What you are asked to do:
Every line of the entries with the word "HookId" in it should be shown.

Dataset entries
impl Database {
    /// Opens a durable database in `path`, replaying its journal.
    ///
    /// Spill files go to the database's `tmp/` directory unless
    /// [`Config::spill_directory`] says otherwise.
    ///
    /// # Errors
    ///
    /// `DatabaseLocked` if another process holds the directory, I/O and
    /// corruption errors from the journal replay.
    pub fn open(path: &Path, config: Config, registry: &Arc<DatabaseRegistry>) -> CoreResult<Self> {
        let options = EngineOptions::default().sync_on_commit(config.sync_on_commit);
        let engine = MemoryEngine::open(path, config.create_if_missing, options)?;
        let dir = engine
            .directory()
            .ok_or_else(|| CoreError::engine("durable engine without a directory"))?;
        let spill = match &config.spill_directory {
            Some(spill) => spill.clone(),
            None => dir.tmp_dir()?,
        };
        let name = path.display().to_string();
        Self::assemble(
            name,
            Arc::new(engine.clone()),
            Some(engine),
            config,
            spill,
            registry,
        )
    }

    /// Opens a volatile database.
    pub fn open_in_memory(
        name: &str,
        config: Config,
        registry: &Arc<DatabaseRegistry>,
    ) -> CoreResult<Self> {
        let options = EngineOptions::default().sync_on_commit(config.sync_on_commit);
        let engine = Arc::new(MemoryEngine::with_options(name, options));
        Self::open_with_engine(name, engine, config, registry)
    }

    /// Wraps an arbitrary engine.
    pub fn open_with_engine(
        name: &str,
        engine: Arc<dyn StorageEngine>,
        config: Config,
        registry: &Arc<DatabaseRegistry>,
    ) -> CoreResult<Self> {
        let spill = config
            .spill_directory
            .clone()
            .unwrap_or_else(std::env::temp_dir);
        Self::assemble(name.to_string(), engine, None, config, spill, registry)
    }

    fn assemble(
        name: String,
        engine: Arc<dyn StorageEngine>,
        journal: Option<MemoryEngine>,
        config: Config,
        spill_directory: PathBuf,
        registry: &Arc<DatabaseRegistry>,
    ) -> CoreResult<Self> {
        for table in internal::ALL {
            engine.create_table(table)?;
        }
        let backups = config
            .backup
            .clone()
            .map(BackupRestoreManager::open)
            .transpose()?;
        let shared = Arc::new(Shared::new(Arc::clone(&engine), backups));
        let observer: Arc<dyn CommitObserver> = Arc::clone(&shared) as Arc<dyn CommitObserver>;
        let transactions = TransactionManager::new(
            engine,
            registry.acquire(&name),
            observer,
            ManagerOptions {
                default_isolation: config.default_isolation,
                max_events_in_memory: config.max_events_in_memory,
                spill_directory,
            },
        );
        info!(database = %name, backups = shared.backups.is_some(), "database opened");
        Ok(Self {
            name,
            shared,
            transactions,
            journal,
        })
    }

    /// Name the database was opened under.
    #[must_use]
    pub fn name(&self) -> &str {
        &self.name
    }

    /// The transaction manager.
    #[must_use]
    pub fn transactions(&self) -> &TransactionManager {
        &self.transactions
    }

    /// Declares a table.
    ///
    /// # Errors
    ///
    /// `VersionMismatch` if the database stores a different declaration
    /// under the same name, `TableNotFound` for a foreign key to an
    /// undeclared table.
    pub fn register_table(&self, def: TableDef) -> CoreResult<Arc<TableSchema>> {
        let schema = TableSchema::resolve(def)?;
        let name = schema.name().to_string();
        let declared = schema.fingerprint();
        let stored = self.with_read(|conn| conn.get(SCHEMAS, name.as_bytes()))?;
        if let Some(stored) = stored {
            let stored = <[u8; 8]>::try_from(stored.as_slice())
                .map(u64::from_be_bytes)
                .map_err(|_| CoreError::Codec(format!("bad fingerprint for '{name}'")))?;
            if stored != declared {
                return Err(CoreError::VersionMismatch {
                    table: name,
                    stored,
                    declared,
                });
            }
        }
        let schema = self.shared.catalog.register(schema)?;
        self.shared.engine.create_table(&name)?;
        self.with_write(|conn| conn.put(SCHEMAS, name.as_bytes(), &declared.to_be_bytes()))?;
        debug!(table = %name, package = schema.package(), "table registered");
        Ok(schema)
    }

    /// Declared table.
    pub fn table(&self, name: &str) -> CoreResult<Arc<TableSchema>> {
        self.shared.catalog.get(name)
    }

    /// Runs `work` in a transaction of the calling thread.
    ///
    /// Nested calls join the running transaction. See
    /// [`TransactionManager::run_transaction`].
    pub fn run_transaction<T, F>(
        &self,
        isolation: Option<IsolationLevel>,
        write: bool,
        work: F,
    ) -> CoreResult<T>
    where
        F: FnOnce(&Transaction<'_>) -> CoreResult<T>,
    {
        self.transactions
            .run_transaction(isolation, write, |scope| {
                work(&Transaction::new(scope, &self.shared.catalog))
            })
    }

    /// Like [`Database::run_transaction`], under the lock shared by every
    /// wrapper of this database name.
    pub fn run_synchronized_transaction<T, F>(
        &self,
        isolation: Option<IsolationLevel>,
        write: bool,
        work: F,
    ) -> CoreResult<T>
    where
        F: FnOnce(&Transaction<'_>) -> CoreResult<T>,
    {
        self.transactions
            .run_synchronized_transaction(isolation, write, |scope| {
                work(&Transaction::new(scope, &self.shared.catalog))
            })
    }

    /// Runs a write transaction with the default isolation.
    pub fn write<T, F>(&self, work: F) -> CoreResult<T>
    where
        F: FnOnce(&Transaction<'_>) -> CoreResult<T>,
    {
        self.run_transaction(None, true, work)
    }

    /// Runs a read-only transaction with the default isolation.
    pub fn read<T, F>(&self, work: F) -> CoreResult<T>
    where
        F: FnOnce(&Transaction<'_>) -> CoreResult<T>,
    {
        self.run_transaction(None, false, work)
    }

    pub(crate) fn shared(&self) -> &Shared {
        &self.shared
    }

    /// Internal write, serialized with the other wrappers of this name.
    pub(crate) fn internal_write<T>(
        &self,
        work: impl FnOnce(&TransactionScope<'_>) -> CoreResult<T>,
    ) -> CoreResult<T> {
        self.transactions
            .run_synchronized_transaction(None, true, work)
    }

    pub(crate) fn with_write<T>(
        &self,
        f: impl FnOnce(&mut dyn Connection) -> CoreResult<T>,
    ) -> CoreResult<T> {
        self.internal_write(|scope| scope.write(f))
    }

    pub(crate) fn with_read<T>(
        &self,
        f: impl FnOnce(&mut dyn Connection) -> CoreResult<T>,
    ) -> CoreResult<T> {
        self.transactions
            .run_synchronized_transaction(None, false, |scope| scope.read(f))
    }

    /// Creates the hook standing for this host.
    ///
    /// # Errors
    ///
    /// `LocalHookAlreadyExists` when called twice.
    pub fn init_local_hook(&self, id: HookId) -> CoreResult<Hook> {
        self.with_write(|conn| self.shared.hooks.init_local_hook(conn, id))
    }

    /// Id of this host, once initialized.
    pub fn local_hook_id(&self) -> CoreResult<Option<HookId>> {
        self.with_read(|conn| Ok(self.shared.hooks.local(conn)?.map(|h| h.id)))
    }

    /// Registers a peer, or revives a removed one, with pairing in progress.
    pub fn init_distant_hook(&self, id: HookId) -> CoreResult<Hook> {
        self.with_write(|conn| {
            self.shared
                .hooks
                .init_distant_hook(conn, id, PairingState::P2PPairingInProgress)
        })
    }

    /// Registers peers and their package support in one transaction.
    ///
    /// Newly supported packages are seeded with a snapshot for the peer,
    /// and a changed package set is announced to every active peer.
    /// `replace_conflicts` sets whether the peers' snapshot rows replace
    /// conflicting rows here; `None` keeps the current setting.
    pub fn add_hooks(
        &self,
        package_support: &BTreeMap<HookId, BTreeSet<String>>,
        replace_conflicts: Option<bool>,
    ) -> CoreResult<AddHooksOutcome> {
        let outcome = self.with_write(|conn| {
            self.shared.hooks.add_hooks(
                conn,
                &self.shared.log,
                &self.shared.catalog,
                package_support,
                replace_conflicts,
                false,
                now_utc_millis(),
            )
        })?;
        for (_, _, seed) in &outcome.seeds {
            self.shared.notify_logged(*seed);
        }
        Ok(outcome)
    }

    /// Registers one peer replicating `packages` (empty for every package).
    pub fn add_hook(&self, id: HookId, packages: BTreeSet<String>) -> CoreResult<AddHooksOutcome> {
        self.add_hooks(&BTreeMap::from([(id, packages)]), None)
    }

    /// Forgets a peer at once.
    ///
    /// # Errors
    ///
    /// `UnknownPeer` if the hook is not registered.
    pub fn remove_hook(&self, id: HookId) -> CoreResult<Hook> {
        let hook = self.with_write(|conn| {
            self.shared
                .hooks
                .remove_hook(conn, &self.shared.log, &self.shared.catalog, id)
        })?;
        self.shared.notify_hook_removed(&hook);
        Ok(hook)
    }

    /// Asks every active peer, `id` included, to forget `id`.
    ///
    /// The hook is removed here once the first notice is delivered.
    /// Returns the number of notices queued.
    pub fn remove_hook_with_notice(&self, id: HookId) -> CoreResult<usize> {
        let queued = self.with_write(|conn| {
            let hooks = &self.shared.hooks;
            hooks.require_active(conn, id)?;
            let peers = hooks.distant(conn)?;
            for peer in &peers {
                hooks.enqueue_message(
                    conn,
                    peer.id,
                    AuthenticatedBody::HookRemoveRequest { removed: id },
                )?;
            }
            Ok(peers.len())
        })?;
        info!(hook = %id, notices = queued, "hook removal requested");
        Ok(queued)
    }

    /// Every hook, the local one included.
    pub fn hooks(&self) -> CoreResult<Vec<Hook>> {
        self.with_read(|conn| Ok(self.shared.hooks.all(conn)?.as_ref().clone()))
    }

    /// One hook.
    pub fn hook(&self, id: HookId) -> CoreResult<Option<Hook>> {
        self.with_read(|conn| self.shared.hooks.get(conn, id))
    }

    /// Returns true if some active peer replicates `package`.
    pub fn support_package(&self, package: &str) -> CoreResult<bool> {
        self.with_read(|conn| self.shared.hooks.support_package(conn, package))
    }

    /// Marks a peer's pairing state.
    pub fn set_pairing_state(&self, id: HookId, state: PairingState) -> CoreResult<Hook> {
        self.with_write(|conn| self.shared.hooks.set_pairing_state(conn, id, state))
    }

    /// Authenticated messages waiting for `destination`, in id order.
    pub fn pending_messages(&self, destination: HookId) -> CoreResult<Vec<QueuedMessage>> {
        self.with_read(|conn| self.shared.hooks.pending_messages(conn, destination))
    }

    /// Acknowledges delivery of a queued message.
    ///
    /// Delivering a removal notice removes the hook it names.
    pub fn message_sent(
        &self,
        destination: HookId,
        message_id: u64,
    ) -> CoreResult<Option<QueuedMessage>> {
        let (message, removed) = self.with_write(|conn| {
            let hooks = &self.shared.hooks;
            let message = hooks.message_sent(
                conn,
                &self.shared.log,
                &self.shared.catalog,
                destination,
                message_id,
            )?;
            let removed = match &message {
                Some(QueuedMessage {
                    body: AuthenticatedBody::HookRemoveRequest { removed },
                    ..
                }) => hooks
                    .get(conn, *removed)?
                    .filter(|h| h.pairing_state == PairingState::Removed),
                _ => None,
            };
            Ok((message, removed))
        })?;
        if let Some(hook) = removed {
            self.shared.notify_hook_removed(&hook);
        }
        Ok(message)
    }

    /// Last id assigned in the log.
    pub fn last_transaction_id(&self) -> CoreResult<TransactionId> {
        self.with_read(|conn| self.shared.log.last_id(conn))
    }

    /// Headers of the transactions still in the log.
    pub fn logged_transactions(&self) -> CoreResult<Vec<LoggedTransaction>> {
        self.with_read(|conn| {
            let mut out = Vec::new();
            self.shared
                .log
                .walk_after(conn, TransactionId::ZERO, |_, header| {
                    out.push(header);
                    Ok(true)
                })?;
            Ok(out)
        })
    }

    /// Events of a logged transaction.
    pub fn logged_events(&self, id: TransactionId) -> CoreResult<Vec<TableEvent>> {
        self.with_read(|conn| match self.shared.log.header(conn, id)? {
            Some(header) => self.shared.log.events(conn, &header),
            None => Ok(Vec::new()),
        })
    }

    /// Highest of `server`'s transaction ids `target` is known to have applied.
    pub fn transaction_cursor(&self, server: HookId, target: HookId) -> CoreResult<u64> {
        self.with_read(|conn| cursor::get(conn, server, target))
    }

    /// Replaces the collision policy.
    pub fn set_collision_resolver(&self, resolver: Arc<dyn CollisionResolver>) {
        self.shared.set_resolver(resolver);
    }

    /// Registers a listener.
    pub fn add_listener(&self, listener: Arc<dyn DatabaseListener>) {
        self.shared.add_listener(listener);
    }

    /// Backup manager, when backups are enabled.
    #[must_use]
    pub fn backups(&self) -> Option<&BackupRestoreManager> {
        self.shared.backups.as_ref()
    }

    pub(crate) fn require_backups(&self) -> CoreResult<&BackupRestoreManager> {
        self.backups()
            .ok_or_else(|| CoreError::backup("backups are not enabled"))
    }

    /// Writes a reference of the current state, between two commits.
    pub fn create_backup_reference(&self) -> CoreResult<BackupFile> {
        let backups = self.require_backups()?;
        self.transactions.between_commits(|| {
            let snapshot = self.shared.snapshot()?;
            backups.create_reference(&snapshot)
        })
    }

    /// Makes the next commit write a reference.
    pub fn activate_backup_reference_creation(&self) -> CoreResult<()> {
        self.require_backups()?.activate_backup_reference_creation();
        Ok(())
    }

    /// Rewrites the journal of a durable database as one snapshot.
    pub fn compact(&self) -> CoreResult<()> {
        match &self.journal {
            Some(engine) => engine.compact(),
            None => Ok(()),
        }
    }

    /// Closes every session. Later calls fail with `DatabaseClosed`.
    pub fn close(&self) {
        self.transactions.close();
        info!(database = %self.name, "database closed");
    }

    /// Returns true once closed.
    #[must_use]
    pub fn is_closed(&self) -> bool {
        self.transactions.is_closed()
    }
}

Solution:
    pub fn init_local_hook(&self, id: HookId) -> CoreResult<Hook> {
    pub fn local_hook_id(&self) -> CoreResult<Option<HookId>> {
    pub fn init_distant_hook(&self, id: HookId) -> CoreResult<Hook> {
        package_support: &BTreeMap<HookId, BTreeSet<String>>,
    pub fn add_hook(&self, id: HookId, packages: BTreeSet<String>) -> CoreResult<AddHooksOutcome> {
    pub fn remove_hook(&self, id: HookId) -> CoreResult<Hook> {
    pub fn remove_hook_with_notice(&self, id: HookId) -> CoreResult<usize> {
    pub fn hook(&self, id: HookId) -> CoreResult<Option<Hook>> {
    pub fn set_pairing_state(&self, id: HookId, state: PairingState) -> CoreResult<Hook> {
    pub fn pending_messages(&self, destination: HookId) -> CoreResult<Vec<QueuedMessage>> {
        destination: HookId,
    pub fn transaction_cursor(&self, server: HookId, target: HookId) -> CoreResult<u64> {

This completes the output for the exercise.